(Exercise inputs begins)
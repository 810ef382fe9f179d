//! UseCase: ルーム作成
//!
//! ルームは最初の参加で Registry に作られるため、ここでは推測されにくい ID を払い出すだけ。

use std::sync::Arc;

use tsuyaku_shared::time::Clock;

use crate::domain::{RoomId, RoomIdFactory, Timestamp};

pub struct CreateRoomUseCase {
    clock: Arc<dyn Clock>,
}

impl CreateRoomUseCase {
    pub fn new(clock: Arc<dyn Clock>) -> Self {
        Self { clock }
    }

    pub fn execute(&self) -> (RoomId, Timestamp) {
        let room_id = RoomIdFactory::generate();
        tracing::info!("Room '{}' created", room_id);
        (room_id, Timestamp::new(self.clock.now_millis()))
    }
}
//! WebSocket client session management.

use futures_util::{SinkExt, StreamExt};
use tokio::{net::TcpStream, sync::mpsc};
use tokio_tungstenite::{
    MaybeTlsStream, WebSocketStream, connect_async,
    tungstenite::protocol::{CloseFrame, Message},
};
use tsuyaku_server::{
    domain::Language,
    infrastructure::dto::websocket::{InboundEvent, OutboundEvent},
};

use crate::error::ClientError;

use super::{formatter::MessageFormatter, ui::redisplay_prompt};

pub type WsStream = WebSocketStream<MaybeTlsStream<TcpStream>>;

/// Who this client is in the room
#[derive(Debug, Clone)]
pub struct Identity {
    pub room_id: String,
    pub client_id: String,
    pub username: String,
    pub language: Language,
}

/// How one live session ended
#[derive(Debug)]
pub enum SessionEnd {
    UserQuit,
    Lost(ClientError),
}

/// Open the WebSocket handshake
pub async fn open(join_url: &str) -> Result<WsStream, ClientError> {
    let (ws_stream, _response) = connect_async(join_url)
        .await
        .map_err(|e| ClientError::ConnectionError(e.to_string()))?;
    Ok(ws_stream)
}

fn close_error(frame: Option<CloseFrame>, identity: &Identity) -> ClientError {
    match frame {
        Some(frame) => {
            ClientError::from_close(u16::from(frame.code), frame.reason.as_str(), &identity.client_id)
        }
        None => ClientError::ConnectionError("closed by server".to_string()),
    }
}

/// Print one relay frame for this reader
fn display(text: &str, identity: &Identity) {
    let formatted = match serde_json::from_str::<OutboundEvent>(text) {
        Ok(OutboundEvent::Message(payload)) => {
            Some(MessageFormatter::format_message(&payload, identity.language))
        }
        Ok(OutboundEvent::UserJoined(payload)) => {
            Some(MessageFormatter::format_user_joined(&payload))
        }
        Ok(OutboundEvent::UserLeft(payload)) => Some(MessageFormatter::format_user_left(&payload)),
        Ok(OutboundEvent::Typing(payload)) => MessageFormatter::format_typing(&payload),
        Err(e) => {
            tracing::debug!("Undecodable frame: {}", e);
            Some(MessageFormatter::format_raw_message(text))
        }
    };

    if let Some(formatted) = formatted {
        print!("{}", formatted);
        redisplay_prompt(&identity.username);
    }
}

/// Run a connected session until the user quits or the connection ends.
///
/// Each entered line is sent as a message, bracketed by typing start/stop.
pub async fn run_session(
    ws_stream: WsStream,
    identity: &Identity,
    input_rx: &mut mpsc::UnboundedReceiver<String>,
) -> SessionEnd {
    tracing::info!("Connected to relay!");
    print!(
        "{}",
        MessageFormatter::format_welcome(&identity.username, &identity.room_id, identity.language)
    );
    redisplay_prompt(&identity.username);

    let (mut write, mut read) = ws_stream.split();

    loop {
        tokio::select! {
            frame = read.next() => match frame {
                Some(Ok(Message::Text(text))) => display(text.as_str(), identity),
                Some(Ok(Message::Close(frame))) => {
                    tracing::info!("Server closed the connection");
                    return SessionEnd::Lost(close_error(frame, identity));
                }
                // ping/pong is answered by the protocol layer
                Some(Ok(_)) => {}
                Some(Err(e)) => {
                    tracing::warn!("WebSocket read error: {}", e);
                    return SessionEnd::Lost(ClientError::ConnectionError(e.to_string()));
                }
                None => {
                    return SessionEnd::Lost(ClientError::ConnectionError(
                        "Connection lost".to_string(),
                    ));
                }
            },
            line = input_rx.recv() => {
                let Some(line) = line else {
                    // prompt closed (Ctrl+C / Ctrl+D)
                    let _ = write.send(Message::Close(None)).await;
                    return SessionEnd::UserQuit;
                };

                let events = [
                    InboundEvent::Typing { is_typing: true },
                    InboundEvent::Message { text: line },
                    InboundEvent::Typing { is_typing: false },
                ];
                for event in events {
                    let json = match serde_json::to_string(&event) {
                        Ok(json) => json,
                        Err(e) => {
                            tracing::error!("Failed to serialize event: {}", e);
                            continue;
                        }
                    };
                    if let Err(e) = write.send(Message::Text(json.into())).await {
                        tracing::warn!("Failed to send message: {}", e);
                        return SessionEnd::Lost(ClientError::ConnectionError(e.to_string()));
                    }
                }
            }
        }
    }
}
(Exercise inputs ends)
The answer must be every record above, repeated exactly as written.

## Written response
repository 810ef382fe9f179d
//! UseCase: ルーム作成
//!
//! ルームは最初の参加で Registry に作られるため、ここでは推測されにくい ID を払い出すだけ。

use std::sync::Arc;

use tsuyaku_shared::time::Clock;

use crate::domain::{RoomId, RoomIdFactory, Timestamp};

pub struct CreateRoomUseCase {
    clock: Arc<dyn Clock>,
}

impl CreateRoomUseCase {
    pub fn new(clock: Arc<dyn Clock>) -> Self {
        Self { clock }
    }

    pub fn execute(&self) -> (RoomId, Timestamp) {
        let room_id = RoomIdFactory::generate();
        tracing::info!("Room '{}' created", room_id);
        (room_id, Timestamp::new(self.clock.now_millis()))
    }
}
//! WebSocket client session management.

use futures_util::{SinkExt, StreamExt};
use tokio::{net::TcpStream, sync::mpsc};
use tokio_tungstenite::{
    MaybeTlsStream, WebSocketStream, connect_async,
    tungstenite::protocol::{CloseFrame, Message},
};
use tsuyaku_server::{
    domain::Language,
    infrastructure::dto::websocket::{InboundEvent, OutboundEvent},
};

use crate::error::ClientError;

use super::{formatter::MessageFormatter, ui::redisplay_prompt};

pub type WsStream = WebSocketStream<MaybeTlsStream<TcpStream>>;

/// Who this client is in the room
#[derive(Debug, Clone)]
pub struct Identity {
    pub room_id: String,
    pub client_id: String,
    pub username: String,
    pub language: Language,
}

/// How one live session ended
#[derive(Debug)]
pub enum SessionEnd {
    UserQuit,
    Lost(ClientError),
}

/// Open the WebSocket handshake
pub async fn open(join_url: &str) -> Result<WsStream, ClientError> {
    let (ws_stream, _response) = connect_async(join_url)
        .await
        .map_err(|e| ClientError::ConnectionError(e.to_string()))?;
    Ok(ws_stream)
}

fn close_error(frame: Option<CloseFrame>, identity: &Identity) -> ClientError {
    match frame {
        Some(frame) => {
            ClientError::from_close(u16::from(frame.code), frame.reason.as_str(), &identity.client_id)
        }
        None => ClientError::ConnectionError("closed by server".to_string()),
    }
}

/// Print one relay frame for this reader
fn display(text: &str, identity: &Identity) {
    let formatted = match serde_json::from_str::<OutboundEvent>(text) {
        Ok(OutboundEvent::Message(payload)) => {
            Some(MessageFormatter::format_message(&payload, identity.language))
        }
        Ok(OutboundEvent::UserJoined(payload)) => {
            Some(MessageFormatter::format_user_joined(&payload))
        }
        Ok(OutboundEvent::UserLeft(payload)) => Some(MessageFormatter::format_user_left(&payload)),
        Ok(OutboundEvent::Typing(payload)) => MessageFormatter::format_typing(&payload),
        Err(e) => {
            tracing::debug!("Undecodable frame: {}", e);
            Some(MessageFormatter::format_raw_message(text))
        }
    };

    if let Some(formatted) = formatted {
        print!("{}", formatted);
        redisplay_prompt(&identity.username);
    }
}

/// Run a connected session until the user quits or the connection ends.
///
/// Each entered line is sent as a message, bracketed by typing start/stop.
pub async fn run_session(
    ws_stream: WsStream,
    identity: &Identity,
    input_rx: &mut mpsc::UnboundedReceiver<String>,
) -> SessionEnd {
    tracing::info!("Connected to relay!");
    print!(
        "{}",
        MessageFormatter::format_welcome(&identity.username, &identity.room_id, identity.language)
    );
    redisplay_prompt(&identity.username);

    let (mut write, mut read) = ws_stream.split();

    loop {
        tokio::select! {
            frame = read.next() => match frame {
                Some(Ok(Message::Text(text))) => display(text.as_str(), identity),
                Some(Ok(Message::Close(frame))) => {
                    tracing::info!("Server closed the connection");
                    return SessionEnd::Lost(close_error(frame, identity));
                }
                // ping/pong is answered by the protocol layer
                Some(Ok(_)) => {}
                Some(Err(e)) => {
                    tracing::warn!("WebSocket read error: {}", e);
                    return SessionEnd::Lost(ClientError::ConnectionError(e.to_string()));
                }
                None => {
                    return SessionEnd::Lost(ClientError::ConnectionError(
                        "Connection lost".to_string(),
                    ));
                }
            },
            line = input_rx.recv() => {
                let Some(line) = line else {
                    // prompt closed (Ctrl+C / Ctrl+D)
                    let _ = write.send(Message::Close(None)).await;
                    return SessionEnd::UserQuit;
                };

                let events = [
                    InboundEvent::Typing { is_typing: true },
                    InboundEvent::Message { text: line },
                    InboundEvent::Typing { is_typing: false },
                ];
                for event in events {
                    let json = match serde_json::to_string(&event) {
                        Ok(json) => json,
                        Err(e) => {
                            tracing::error!("Failed to serialize event: {}", e);
                            continue;
                        }
                    };
                    if let Err(e) = write.send(Message::Text(json.into())).await {
                        tracing::warn!("Failed to send message: {}", e);
                        return SessionEnd::Lost(ClientError::ConnectionError(e.to_string()));
                    }
                }
            }
        }
    }
}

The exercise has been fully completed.